* **EXERCISE**
Your output must match the data word for word, with every line included.

* **TASK INPUT**

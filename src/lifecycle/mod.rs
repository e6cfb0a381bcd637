//! Lifecycle management subsystem.
//!
//! # Data Flow
//! ```text
//! Startup (main.rs):
//!     Load config → Validate → Logging/metrics → Forwarder → Listener
//!
//! Shutdown (shutdown.rs):
//!     Ctrl+C → Stop accepting → Drain connections → Close forwarder → Exit
//! ```
//!
//! # Design Decisions
//! - Listeners start last (traffic only when ready)
//! - The forwarder closes after the server drained, so in-flight calls finish first

pub mod shutdown;

pub use shutdown::Shutdown;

* **ANSWER BELOW**
filename src/lifecycle/mod.rs
repository e6cfb0a381bcd637
//! Lifecycle management subsystem.
//!
//! # Data Flow
//! ```text
//! Startup (main.rs):
//!     Load config → Validate → Logging/metrics → Forwarder → Listener
//!
//! Shutdown (shutdown.rs):
//!     Ctrl+C → Stop accepting → Drain connections → Close forwarder → Exit
//! ```
//!
//! # Design Decisions
//! - Listeners start last (traffic only when ready)
//! - The forwarder closes after the server drained, so in-flight calls finish first

pub mod shutdown;

pub use shutdown::Shutdown;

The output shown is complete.